Но хуже всего то, что эти помады, чулочки, пудра считаются за „шик“, хуже всего то, что об этом многие мечтают, стараются приобрести, иногда тяжелыми средствами, иногда в ущерб здоровью и чистоте, лишь бы иметь такие же туфельки, „как у Тани“, лишь бы „не стыдно“ было явиться в какой-нибудь клуб.
Нужно сейчас же, начиная с самого комсомола, повести борьбу за чистоплотность, за гигиену, потому что и у комсомольцев еще очень много времени и денег уходит на франтовство и щегольство, а не на баню, зубной порошок, чистую одежду и новую книгу» [216].
Об этом же писала работница завода «Красный выборжец»: «Я не против аккуратной красивой внешности каждого из нас, но зато против грязной внутренности.
Перед нами парень в лакированных джимми, в хорошем костюме, галстух, кэпи, а под всем этим грязное нижнее белье.
Он считает лучше купить модную кэпи, чем пару белья. Таких случаев немало. Вот знакомая девушка-комсомолка. Не платила за полгода членских взносов, а зато купила лакированные туфли и сумочку к пасхе.
Это часто затягивает нас в мещанство»[217].
Особенно доставалось учащимся фабрично-заводских училищ — «фабзайцам». Их обвиняли в том, что они неделями не ходят в баню, но при этом покупают модные ботинки «джимми» за 14 рублей, носят галстук («гаврилку») или бабочку («кис-кис»).
Грань между одобряемым и осуждаемым обликом оказывалась слишком тонкой — советский молодой человек должен выглядеть прилично, но не слишком, одеваться чисто, но небогато: «Надо одеваться чисто и хорошо, опрятно и красиво. Костюм должен быть чистым и аккуратным, простым и полезным для нашего тела. Красивый, но не настолько роскошный, чтобы выделялся в общей рабочей массе, и соответствовал бы среднему рабочему бюджету»[218]. Не всем удавалось придерживаться правильной линии в этом вопросе.
Танцы и одежда являлись косвенным подтверждением того, что молодой человек не хочет идти в ногу со своими товарищами по классу, что он стесняется своей принадлежности к рабочей молодежи. Как же должен выглядеть подобный отщепенец? Вот он — «электротехник Боб»:
«Борис Клюев — рабочий Путиловского завода. Комсомолец. Ежедневно, как и десятки рабочих цеха, берет свой инструмент и идет работать. Он — монтер. Здесь, в заводской среде, среди синих костюмов, он ничем не отличается от сотен других рабочих.

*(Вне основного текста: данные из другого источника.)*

//! Transport layer
//!
//! The proxy core never touches sockets directly for inbound traffic; it
//! only needs a listener that yields accepted duplex byte streams. That seam
//! lets the same core run over plain TCP, a unix socket, or any other
//! stream-shaped link.

mod tcp;

pub use tcp::TcpTransport;

use async_trait::async_trait;
use std::io;
use std::net::SocketAddr;
use thiserror::Error;
use tokio::io::{AsyncRead, AsyncWrite};

/// Transport layer errors
#[derive(Debug, Error)]
pub enum TransportError {
    #[error("IO error: {0}")]
    Io(#[from] io::Error),

    #[error("bind failed: {0}")]
    Bind(String),

    #[error("listener closed")]
    Closed,
}

/// An accepted duplex byte stream.
///
/// Blanket-implemented for anything tokio can read and write; closing is
/// dropping (or shutting down the write half), both of which are idempotent.
pub trait Connection: AsyncRead + AsyncWrite + Unpin + Send {}

impl<T: AsyncRead + AsyncWrite + Unpin + Send> Connection for T {}

/// A bound listening endpoint. Dropping it closes the socket.
#[async_trait]
pub trait Listener: Send {
    /// Wait for the next inbound connection.
    async fn accept(&mut self) -> Result<Box<dyn Connection>, TransportError>;

    /// Address the listener is bound to.
    fn local_addr(&self) -> Result<SocketAddr, TransportError>;
}

impl std::fmt::Debug for dyn Listener {
    fn fmt(&self, f: &mut std::fmt::Formatter<'_>) -> std::fmt::Result {
        f.debug_struct("Listener")
            .field("local_addr", &self.local_addr())
            .finish()
    }
}

/// Trait for transport implementations
#[async_trait]
pub trait Transport: Send + Sync {
    /// Bind a listening endpoint on the given address.
    async fn bind(&self, addr: &str) -> Result<Box<dyn Listener>, TransportError>;
}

Но глубоко ошибается тот, кто, посмотрев на комсомольский билет Клюева, хотя мысленно отнесет его к людям нового быта, к людям, ценящим свое пролетарское достоинство. Впрочем, после работы этот комсомолец уже не ваш товарищ. Вы не называйте его Борей, а, подделываясь под гнусавый французский акцент, должны называть его „Боб“. Если вы встретите его где-нибудь в саду с „знакомой дамой“ и, подойдя, начнете говорить с ним о чем-нибудь, касающемся завода, он с опаской оглянется на „даму“ и обязательно замнет начатый разговор.